Personal information
- Full name: Carlos Antônio Chaves
- Date of birth: 14 June 1969 (age 56)
- Place of birth: Foz do Iguaçu, Brazil
- Position: Forward

Youth career
- –1990: Guarani

Senior career*
- Years: Team / Apps / (Gls)
- 1990: Guarani
- 1991: Rio Branco-SP
- 1992–1993: Cerro Porteño
- 1994: Olimpia
- 1995: Foz do Iguaçu EC
- 1996–1997: Rio Branco-SP
- 1997: Portuguesa
- 1998: Araçatuba
- 1998: Ponte Preta
- 1998: Vila Nova
- 1999: Portuguesa Santista
- 1999: Atlético Mineiro / 26 / (5)
- 2000: Bahia
- 2001: Mogi Mirim
- 2002: Joinville
- 2003: Corinthians-AL
- 2004: Santa Cruz
- 2005: Caxias-SC
- 2006: Campinense

= Curê =

Brazilian footballer (born 1969)

Carlos Antônio Chaves (born 14 June 1969), better known as Curê, is a Brazilian former professional footballer who played as a forward.

==Career==

Started his career in Guarani FC, Curê achieved a great feat by being part of the semi-finalist squad of the 1993 Copa Libertadores with Cerro Porteño.
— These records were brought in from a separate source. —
//! JPEG/PNG images to a PDF with one page per image.
//!
//! Pages are sized to the image's pixel dimensions (1 px = 1 pt). JPEG data is
//! embedded untouched behind `DCTDecode`; PNGs are decoded and stored as
//! Flate-compressed RGB with an optional alpha soft mask.

use super::{ConvertResult, InputFile};
use flate2::{Compression, write::ZlibEncoder};
use image::{ImageDecoder, codecs::jpeg::JpegDecoder};
use lopdf::{
    Document, Object, ObjectId, Stream,
    content::{Content, Operation},
    dictionary,
};
use std::io::{Cursor, Write};

struct EmbeddedImage {
    width: u32,
    height: u32,
    xobject: Stream,
    soft_mask: Option<Stream>,
}

/// Build the document. Inputs whose declared type is neither JPEG nor PNG are
/// skipped, so an all-unsupported batch gives a PDF without pages.
pub fn images_to_pdf(inputs: &[InputFile]) -> ConvertResult<Vec<u8>> {
    let mut doc = Document::with_version("1.5");
    let pages_id = doc.new_object_id();
    let mut kids: Vec<Object> = Vec::new();

    for input in inputs {
        let embedded = match input.mime_type.as_str() {
            "image/jpeg" | "image/jpg" => embed_jpeg(&input.bytes)?,
            "image/png" => embed_png(&input.bytes)?,
            other => {
                tracing::debug!(
                    "skipping {} with unsupported type {}",
                    input.original_name,
                    other
                );
                continue;
            }
        };
        let page_id = add_image_page(&mut doc, pages_id, embedded)?;
        kids.push(Object::Reference(page_id));
    }

    let count = kids.len() as i64;
    doc.objects.insert(
        pages_id,
        Object::Dictionary(dictionary! {
            "Type" => "Pages",
            "Kids" => kids,
            "Count" => count,
        }),
    );
    let catalog_id = doc.add_object(dictionary! {
        "Type" => "Catalog",
        "Pages" => pages_id,
    });
    doc.trailer.set("Root", catalog_id);

    let mut out = Vec::new();
    doc.save_to(&mut out)?;
    Ok(out)
}

fn add_image_page(
    doc: &mut Document,
    pages_id: ObjectId,
    image: EmbeddedImage,
) -> ConvertResult<ObjectId> {
    let EmbeddedImage {
        width,
        height,
        mut xobject,
        soft_mask,
    } = image;

    if let Some(mask) = soft_mask {
        let mask_id = doc.add_object(mask);
        xobject.dict.set("SMask", mask_id);
    }
    let image_id = doc.add_object(xobject);

    let (w, h) = (width as f32, height as f32);
    let content = Content {
        operations: vec![
            Operation::new("q", vec![]),
            Operation::new(
                "cm",
                vec![
                    Object::Real(w),
                    Object::Integer(0),
                    Object::Integer(0),
                    Object::Real(h),
                    Object::Integer(0),
                    Object::Integer(0),
                ],
            ),
            Operation::new("Do", vec![Object::Name(b"Im0".to_vec())]),
            Operation::new("Q", vec![]),
        ],
    };
    let content_id = doc.add_object(Stream::new(dictionary! {}, content.encode()?));

    Ok(doc.add_object(dictionary! {
        "Type" => "Page",
        "Parent" => pages_id,
        "MediaBox" => vec![
            Object::Integer(0),
            Object::Integer(0),
            Object::Real(w),
            Object::Real(h),
        ],
        "Resources" => dictionary! {
            "XObject" => dictionary! { "Im0" => image_id },
        },
        "Contents" => content_id,
    }))
}

fn embed_jpeg(bytes: &[u8]) -> ConvertResult<EmbeddedImage> {
    let decoder = JpegDecoder::new(Cursor::new(bytes))?;
    let (width, height) = decoder.dimensions();
    // The decoder reports its converted output type, so the stored component
    // count comes from the frame header instead.
    let header = scan_jpeg_header(bytes);
    let color_space = match header.components {
        Some(1) => "DeviceGray",
        Some(4) => "DeviceCMYK",
        _ => "DeviceRGB",
    };

    let mut xobject = Stream::new(
        dictionary! {
            "Type" => "XObject",
            "Subtype" => "Image",
            "Width" => i64::from(width),
            "Height" => i64::from(height),
            "ColorSpace" => color_space,
            "BitsPerComponent" => 8,
            "Filter" => "DCTDecode",
        },
        bytes.to_vec(),
    );
    // Adobe writers store CMYK inverted.
    if header.components == Some(4) && header.adobe {
        let decode = [1, 0, 1, 0, 1, 0, 1, 0].map(Object::Integer).to_vec();
        xobject.dict.set("Decode", decode);
    }

    Ok(EmbeddedImage {
        width,
        height,
        xobject,
        soft_mask: None,
    })
}

#[derive(Debug, Default, PartialEq, Eq)]
struct JpegHeader {
    /// Component count from the frame header.
    components: Option<u8>,
    /// An APP14 `Adobe` segment was seen.
    adobe: bool,
}

/// Walk the marker segments up to the scan data.
fn scan_jpeg_header(bytes: &[u8]) -> JpegHeader {
    let mut header = JpegHeader::default();
    let mut pos = 2;
    while pos + 4 <= bytes.len() && bytes[pos] == 0xFF {
        let marker = bytes[pos + 1];
        if marker == 0xDA || marker == 0xD9 {
            break;
        }
        let len = usize::from(u16::from_be_bytes([bytes[pos + 2], bytes[pos + 3]]));
        if len < 2 {
            break;
        }
        let payload = &bytes[(pos + 4).min(bytes.len())..(pos + 2 + len).min(bytes.len())];
        match marker {
            0xEE if payload.starts_with(b"Adobe") => header.adobe = true,
            // SOF0..SOF15 minus DHT, JPG and DAC
            0xC0..=0xCF if !matches!(marker, 0xC4 | 0xC8 | 0xCC) => {
                header.components = payload.get(5).copied();
            }
            _ => {}
        }
        pos += 2 + len;
    }
    header
}

fn embed_png(bytes: &[u8]) -> ConvertResult<EmbeddedImage> {
    let decoded = image::load_from_memory_with_format(bytes, image::ImageFormat::Png)?;
    let (width, height) = (decoded.width(), decoded.height());

    let soft_mask = if decoded.color().has_alpha() {
        let alpha: Vec<u8> = decoded.to_rgba8().pixels().map(|p| p.0[3]).collect();
        Some(flate_image_stream(width, height, "DeviceGray", &alpha)?)
    } else {
        None
    };
    let rgb = decoded.to_rgb8();
    let xobject = flate_image_stream(width, height, "DeviceRGB", rgb.as_raw())?;

    Ok(EmbeddedImage {
        width,
        height,
        xobject,
        soft_mask,
    })
}

fn flate_image_stream(
    width: u32,
    height: u32,
    color_space: &str,
    samples: &[u8],
) -> ConvertResult<Stream> {
    let mut encoder = ZlibEncoder::new(Vec::new(), Compression::default());
    encoder.write_all(samples)?;
    let compressed = encoder.finish()?;

    Ok(Stream::new(
        dictionary! {
            "Type" => "XObject",
            "Subtype" => "Image",
            "Width" => i64::from(width),
            "Height" => i64::from(height),
            "ColorSpace" => color_space,
            "BitsPerComponent" => 8,
            "Filter" => "FlateDecode",
        },
        compressed,
    ))
}

#[cfg(test)]
pub(crate) mod tests {
    use super::super::fixtures::{input, page_count};
    use super::*;
    use image::{ImageFormat, Rgb, RgbImage, Rgba, RgbaImage};

    pub fn png_bytes(width: u32, height: u32) -> Vec<u8> {
        let img = RgbaImage::from_pixel(width, height, Rgba([10, 200, 30, 128]));
        let mut out = Cursor::new(Vec::new());
        img.write_to(&mut out, ImageFormat::Png).unwrap();
        out.into_inner()
    }

    pub fn jpeg_bytes(width: u32, height: u32) -> Vec<u8> {
        let img = RgbImage::from_pixel(width, height, Rgb([200, 100, 50]));
        let mut out = Cursor::new(Vec::new());
        img.write_to(&mut out, ImageFormat::Jpeg).unwrap();
        out.into_inner()
    }

    /// 8x8 baseline CMYK JPEG with an Adobe APP14 segment. Every block holds
    /// only a zero DC coefficient, so both Huffman tables carry one symbol.
    pub fn cmyk_jpeg_bytes() -> Vec<u8> {
        let mut out = vec![0xFF, 0xD8];
        // APP14: "Adobe", version 100, no flags, transform 0 (CMYK)
        out.extend_from_slice(&[0xFF, 0xEE, 0x00, 0x0E]);
        out.extend_from_slice(b"Adobe");
        out.extend_from_slice(&[0x00, 0x64, 0x00, 0x00, 0x00, 0x00, 0x00]);
        // DQT: table 0, all ones
        out.extend_from_slice(&[0xFF, 0xDB, 0x00, 0x43, 0x00]);
        out.extend_from_slice(&[1; 64]);
        // SOF0: 8 bit, 8x8, four components sharing table 0
        out.extend_from_slice(&[0xFF, 0xC0, 0x00, 0x14, 0x08, 0x00, 0x08, 0x00, 0x08, 0x04]);
        for id in 1..=4u8 {
            out.extend_from_slice(&[id, 0x11, 0x00]);
        }
        // DHT: DC table 0 and AC table 0, one 1-bit code for symbol 0 each
        for class in [0x00u8, 0x10] {
            out.extend_from_slice(&[0xFF, 0xC4, 0x00, 0x14, class, 1]);
            out.extend_from_slice(&[0; 15]);
            out.push(0x00);
        }
        // SOS over all four components, then DC 0 + EOB per block
        out.extend_from_slice(&[0xFF, 0xDA, 0x00, 0x0E, 0x04]);
        for id in 1..=4u8 {
            out.extend_from_slice(&[id, 0x00]);
        }
        out.extend_from_slice(&[0x00, 0x3F, 0x00]);
        out.push(0x00);
        out.extend_from_slice(&[0xFF, 0xD9]);
        out
    }

    fn image_xobjects(bytes: &[u8]) -> Vec<lopdf::Dictionary> {
        let doc = Document::load_mem(bytes).unwrap();
        doc.objects
            .values()
            .filter_map(|obj| obj.as_stream().ok())
            .filter(|stream| {
                stream.dict.get(b"Subtype").and_then(Object::as_name).ok() == Some(b"Image".as_slice())
            })
            .map(|stream| stream.dict.clone())
            .collect()
    }

    fn media_boxes(bytes: &[u8]) -> Vec<(f32, f32)> {
        let doc = Document::load_mem(bytes).unwrap();
        doc.get_pages()
            .into_values()
            .map(|id| {
                let media = doc
                    .get_dictionary(id)
                    .unwrap()
                    .get(b"MediaBox")
                    .unwrap()
                    .as_array()
                    .unwrap()
                    .clone();
                (
                    media[2].as_float().unwrap(),
                    media[3].as_float().unwrap(),
                )
            })
            .collect()
    }

    #[test]
    fn one_page_per_image_sized_to_pixels() {
        let inputs = vec![
            input("a.jpg", "image/jpeg", jpeg_bytes(40, 30)),
            input("b.png", "image/png", png_bytes(16, 64)),
        ];
        let pdf = images_to_pdf(&inputs).unwrap();
        assert_eq!(page_count(&pdf), 2);
        assert_eq!(media_boxes(&pdf), vec![(40.0, 30.0), (16.0, 64.0)]);
    }

    #[test]
    fn cmyk_jpeg_keeps_four_components() {
        let jpeg = cmyk_jpeg_bytes();
        assert_eq!(
            scan_jpeg_header(&jpeg),
            JpegHeader {
                components: Some(4),
                adobe: true
            }
        );

        let pdf = images_to_pdf(&[input("print.jpg", "image/jpeg", jpeg)]).unwrap();
        let images = image_xobjects(&pdf);
        assert_eq!(images.len(), 1);
        let image = &images[0];
        assert_eq!(image.get(b"ColorSpace").unwrap().as_name().unwrap(), b"DeviceCMYK");
        let decode: Vec<i64> = image
            .get(b"Decode")
            .unwrap()
            .as_array()
            .unwrap()
            .iter()
            .map(|v| v.as_i64().unwrap())
            .collect();
        assert_eq!(decode, vec![1, 0, 1, 0, 1, 0, 1, 0]);
    }

    #[test]
    fn rgb_jpeg_stays_device_rgb() {
        let jpeg = jpeg_bytes(12, 12);
        assert_eq!(scan_jpeg_header(&jpeg).components, Some(3));

        let pdf = images_to_pdf(&[input("photo.jpg", "image/jpeg", jpeg)]).unwrap();
        let images = image_xobjects(&pdf);
        assert_eq!(images.len(), 1);
        assert_eq!(images[0].get(b"ColorSpace").unwrap().as_name().unwrap(), b"DeviceRGB");
        assert!(images[0].get(b"Decode").is_err());
    }

    #[test]
    fn unsupported_inputs_are_skipped() {
        let inputs = vec![
            input("a.png", "image/png", png_bytes(8, 8)),
            input("doc.pdf", "application/pdf", b"%PDF-1.4".to_vec()),
        ];
        assert_eq!(page_count(&images_to_pdf(&inputs).unwrap()), 1);
    }

    #[test]
    fn all_unsupported_gives_empty_document() {
        let inputs = vec![input("doc.pdf", "application/pdf", b"%PDF-1.4".to_vec())];
        assert_eq!(page_count(&images_to_pdf(&inputs).unwrap()), 0);
    }

    #[test]
    fn corrupt_image_fails() {
        let inputs = vec![input("bad.png", "image/png", b"not a png".to_vec())];
        assert!(images_to_pdf(&inputs).is_err());
    }
}
//! Tool registry and the singleton settings record.
//!
//! Request handlers never read settings from the database directly: they take
//! the current `Arc<Settings>` snapshot once and keep it for the whole
//! request. Admin writes commit the row and then swap the snapshot while
//! holding the write lock, so concurrent updates cannot publish out of order.

use crate::models::{
    settings::{
        DEFAULT_CONTACT_EMAIL, DEFAULT_MAX_FILE_SIZE, DEFAULT_SITE_NAME, Settings, SettingsUpdate,
    },
    tool::{Tool, ToolUpdate},
};
use chrono::Utc;
use sqlx::SqlitePool;
use std::sync::Arc;
use thiserror::Error;
use tokio::sync::RwLock;
use tracing::info;
use uuid::Uuid;

const DEFAULT_CATEGORY: &str = "PDF Tools";

struct DefaultTool {
    name: &'static str,
    slug: &'static str,
    icon: &'static str,
    description: &'static str,
    order: i64,
}

const DEFAULT_TOOLS: [DefaultTool; 12] = [
    DefaultTool {
        name: "Merge PDF",
        slug: "merge-pdf",
        icon: "Merge",
        description: "Combine multiple PDFs into one document.",
        order: 1,
    },
    DefaultTool {
        name: "Split PDF",
        slug: "split-pdf",
        icon: "Scissors",
        description: "Extract pages from your PDF or save each page as a separate PDF.",
        order: 2,
    },
    DefaultTool {
        name: "Compress PDF",
        slug: "compress-pdf",
        icon: "Minimize",
        description: "Reduce the file size of your PDF while optimizing for maximal PDF quality.",
        order: 3,
    },
    DefaultTool {
        name: "Image to PDF",
        slug: "img-to-pdf",
        icon: "Image",
        description: "Convert JPG and PNG images into a PDF document instantly.",
        order: 4,
    },
    DefaultTool {
        name: "PDF to Word",
        slug: "pdf-to-word",
        icon: "FileText",
        description: "Convert your PDF to WORD documents with incredible accuracy.",
        order: 5,
    },
    DefaultTool {
        name: "PDF to PowerPoint",
        slug: "pdf-to-ppt",
        icon: "Presentation",
        description: "Turn your PDF files into easy to edit PPT and PPTX slideshows.",
        order: 6,
    },
    DefaultTool {
        name: "PDF to Excel",
        slug: "pdf-to-excel",
        icon: "Sheet",
        description: "Pull data straight from PDFs into Excel spreadsheets in a few short seconds.",
        order: 7,
    },
    DefaultTool {
        name: "Excel to PDF",
        slug: "excel-to-pdf",
        icon: "FileSpreadsheet",
        description: "Convert Excel spreadsheets to PDF.",
        order: 8,
    },
    DefaultTool {
        name: "Edit PDF",
        slug: "edit-pdf",
        icon: "PenTool",
        description: "Add text, shapes, images and freehand annotations to your PDF.",
        order: 9,
    },
    DefaultTool {
        name: "PDF to JPG",
        slug: "pdf-to-jpg",
        icon: "Image",
        description: "Convert each PDF page into a JPG or extract all images contained in a PDF.",
        order: 10,
    },
    DefaultTool {
        name: "Unlock PDF",
        slug: "unlock-pdf",
        icon: "Unlock",
        description: "Remove PDF password security, giving you the freedom to use your data as you want.",
        order: 11,
    },
    DefaultTool {
        name: "Protect PDF",
        slug: "protect-pdf",
        icon: "Lock",
        description: "Protect PDF files with a password. Encrypt PDF documents to prevent unauthorized access.",
        order: 12,
    },
];

const TOOL_COLUMNS: &str =
    "id, name, slug, icon, description, enabled, category, sort_order, created_at, updated_at";

const SETTINGS_COLUMNS: &str =
    "site_name, max_file_size, maintenance_mode, contact_email, version, created_at, updated_at";

#[derive(Debug, Error)]
pub enum RegistryError {
    #[error("tool `{0}` not found")]
    ToolNotFound(String),
    #[error("{0}")]
    InvalidUpdate(String),
    #[error("settings record is missing")]
    SettingsMissing,
    #[error(transparent)]
    Sqlx(#[from] sqlx::Error),
}

pub type RegistryResult<T> = Result<T, RegistryError>;

#[derive(Clone)]
pub struct Registry {
    db: Arc<SqlitePool>,
    settings: Arc<RwLock<Arc<Settings>>>,
}

impl Registry {
    /// Seed missing defaults and load the first settings snapshot.
    pub async fn load(db: Arc<SqlitePool>) -> RegistryResult<Self> {
        if seed_settings(&db).await? {
            info!("Default settings created");
        }
        let seeded = seed_tools(&db).await?;
        if seeded > 0 {
            info!("Seeded {} default tool(s)", seeded);
        }
        let snapshot = fetch_settings(&db).await?;
        Ok(Self {
            db,
            settings: Arc::new(RwLock::new(Arc::new(snapshot))),
        })
    }

    /// Current settings snapshot.
    pub async fn settings(&self) -> Arc<Settings> {
        self.settings.read().await.clone()
    }

    /// Enabled tools by `order`. An empty table is reseeded first.
    pub async fn list_enabled_tools(&self) -> RegistryResult<Vec<Tool>> {
        let count: i64 = sqlx::query_scalar("SELECT COUNT(*) FROM tools")
            .fetch_one(&*self.db)
            .await?;
        if count == 0 {
            seed_tools(&self.db).await?;
        }

        let sql = format!(
            "SELECT {} FROM tools WHERE enabled = 1 ORDER BY sort_order, name",
            TOOL_COLUMNS
        );
        Ok(sqlx::query_as::<_, Tool>(&sql)
            .fetch_all(&*self.db)
            .await?)
    }

    pub async fn list_all_tools(&self) -> RegistryResult<Vec<Tool>> {
        let sql = format!("SELECT {} FROM tools ORDER BY sort_order, name", TOOL_COLUMNS);
        Ok(sqlx::query_as::<_, Tool>(&sql)
            .fetch_all(&*self.db)
            .await?)
    }

    /// Apply the provided fields of `update` to the tool with `id`.
    pub async fn update_tool(&self, id: &str, update: ToolUpdate) -> RegistryResult<Tool> {
        let tool_id =
            Uuid::parse_str(id).map_err(|_| RegistryError::ToolNotFound(id.to_string()))?;
        if let Some(name) = update.name.as_deref() {
            if name.trim().is_empty() {
                return Err(RegistryError::InvalidUpdate("Tool name cannot be empty".into()));
            }
        }

        let result = sqlx::query(
            r#"
            UPDATE tools SET
                name = COALESCE(?, name),
                icon = COALESCE(?, icon),
                description = COALESCE(?, description),
                enabled = COALESCE(?, enabled),
                category = COALESCE(?, category),
                sort_order = COALESCE(?, sort_order),
                updated_at = ?
            WHERE id = ?
            "#,
        )
        .bind(update.name)
        .bind(update.icon)
        .bind(update.description)
        .bind(update.enabled)
        .bind(update.category)
        .bind(update.order)
        .bind(Utc::now())
        .bind(tool_id)
        .execute(&*self.db)
        .await?;

        if result.rows_affected() == 0 {
            return Err(RegistryError::ToolNotFound(id.to_string()));
        }

        let sql = format!("SELECT {} FROM tools WHERE id = ?", TOOL_COLUMNS);
        Ok(sqlx::query_as::<_, Tool>(&sql)
            .bind(tool_id)
            .fetch_one(&*self.db)
            .await?)
    }

    /// Replace the provided tracked fields, bump `version` and publish the
    /// new snapshot.
    pub async fn update_settings(&self, update: SettingsUpdate) -> RegistryResult<Arc<Settings>> {
        if let Some(size) = update.max_file_size {
            if size <= 0 {
                return Err(RegistryError::InvalidUpdate(
                    "maxFileSize must be a positive number of bytes".into(),
                ));
            }
        }

        let mut snapshot = self.settings.write().await;

        let mut tx = self.db.begin().await?;
        let result = sqlx::query(
            r#"
            UPDATE settings SET
                site_name = COALESCE(?, site_name),
                max_file_size = COALESCE(?, max_file_size),
                maintenance_mode = COALESCE(?, maintenance_mode),
                contact_email = COALESCE(?, contact_email),
                version = version + 1,
                updated_at = ?
            WHERE id = 1
            "#,
        )
        .bind(update.site_name)
        .bind(update.max_file_size)
        .bind(update.maintenance_mode)
        .bind(update.contact_email)
        .bind(Utc::now())
        .execute(&mut *tx)
        .await?;
        if result.rows_affected() == 0 {
            return Err(RegistryError::SettingsMissing);
        }
        let sql = format!("SELECT {} FROM settings WHERE id = 1", SETTINGS_COLUMNS);
        let updated = sqlx::query_as::<_, Settings>(&sql)
            .fetch_one(&mut *tx)
            .await?;
        tx.commit().await?;

        let updated = Arc::new(updated);
        *snapshot = updated.clone();
        info!(
            "Settings updated to version {} (maintenance: {})",
            updated.version, updated.maintenance_mode
        );
        Ok(updated)
    }
}

/// Insert the default settings row if none exists. Returns whether it did.
async fn seed_settings(db: &SqlitePool) -> RegistryResult<bool> {
    let now = Utc::now();
    let result = sqlx::query(
        r#"
        INSERT OR IGNORE INTO settings
            (id, site_name, max_file_size, maintenance_mode, contact_email, version, created_at, updated_at)
        VALUES (1, ?, ?, 0, ?, 1, ?, ?)
        "#,
    )
    .bind(DEFAULT_SITE_NAME)
    .bind(DEFAULT_MAX_FILE_SIZE)
    .bind(DEFAULT_CONTACT_EMAIL)
    .bind(now)
    .bind(now)
    .execute(db)
    .await?;
    Ok(result.rows_affected() > 0)
}

/// Insert each default tool whose slug is missing. Existing rows are left
/// exactly as they are.
async fn seed_tools(db: &SqlitePool) -> RegistryResult<usize> {
    let mut seeded = 0;
    for tool in &DEFAULT_TOOLS {
        let now = Utc::now();
        let result = sqlx::query(
            r#"
            INSERT OR IGNORE INTO tools
                (id, name, slug, icon, description, enabled, category, sort_order, created_at, updated_at)
            VALUES (?, ?, ?, ?, ?, 1, ?, ?, ?, ?)
            "#,
        )
        .bind(Uuid::new_v4())
        .bind(tool.name)
        .bind(tool.slug)
        .bind(tool.icon)
        .bind(tool.description)
        .bind(DEFAULT_CATEGORY)
        .bind(tool.order)
        .bind(now)
        .bind(now)
        .execute(db)
        .await?;
        if result.rows_affected() > 0 {
            tracing::debug!("Seeded tool: {}", tool.name);
            seeded += 1;
        }
    }
    Ok(seeded)
}

async fn fetch_settings(db: &SqlitePool) -> RegistryResult<Settings> {
    let sql = format!("SELECT {} FROM settings WHERE id = 1", SETTINGS_COLUMNS);
    sqlx::query_as::<_, Settings>(&sql)
        .fetch_optional(db)
        .await?
        .ok_or(RegistryError::SettingsMissing)
}
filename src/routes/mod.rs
#[allow(clippy::module_inception)]
pub mod routes;
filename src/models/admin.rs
//! Admin credentials. Never serialized to clients.

use chrono::{DateTime, Utc};
use sqlx::FromRow;
use uuid::Uuid;

#[derive(Clone, FromRow, Debug)]
pub struct Admin {
    pub id: Uuid,
    pub email: String,
    /// bcrypt hash.
    pub password_hash: String,
    pub role: String,
    pub created_at: DateTime<Utc>,
}
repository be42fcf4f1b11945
//! Public registry endpoints.

use crate::{
    errors::AppError,
    models::{settings::Settings, tool::Tool},
    state::AppState,
};
use axum::{Json, extract::State};

/// `GET /api/tools`: enabled tools ordered for display.
pub async fn list_tools(State(state): State<AppState>) -> Result<Json<Vec<Tool>>, AppError> {
    Ok(Json(state.registry.list_enabled_tools().await?))
}

/// `GET /api/tools/settings`
pub async fn public_settings(State(state): State<AppState>) -> Json<Settings> {
    Json(state.registry.settings().await.as_ref().clone())
}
He played for several clubs in Brazil until retiring in 2006.

==Personal life==

Son of a Paraguayan father, he fulfilled his dream by playing for Cerro Porteño, his favorite club. In 2021 Curê declared himself a fan of Atlético Mineiro, the club for which he was runner-up in Brazil in 1999. He works and lives in Foz do Iguaçu.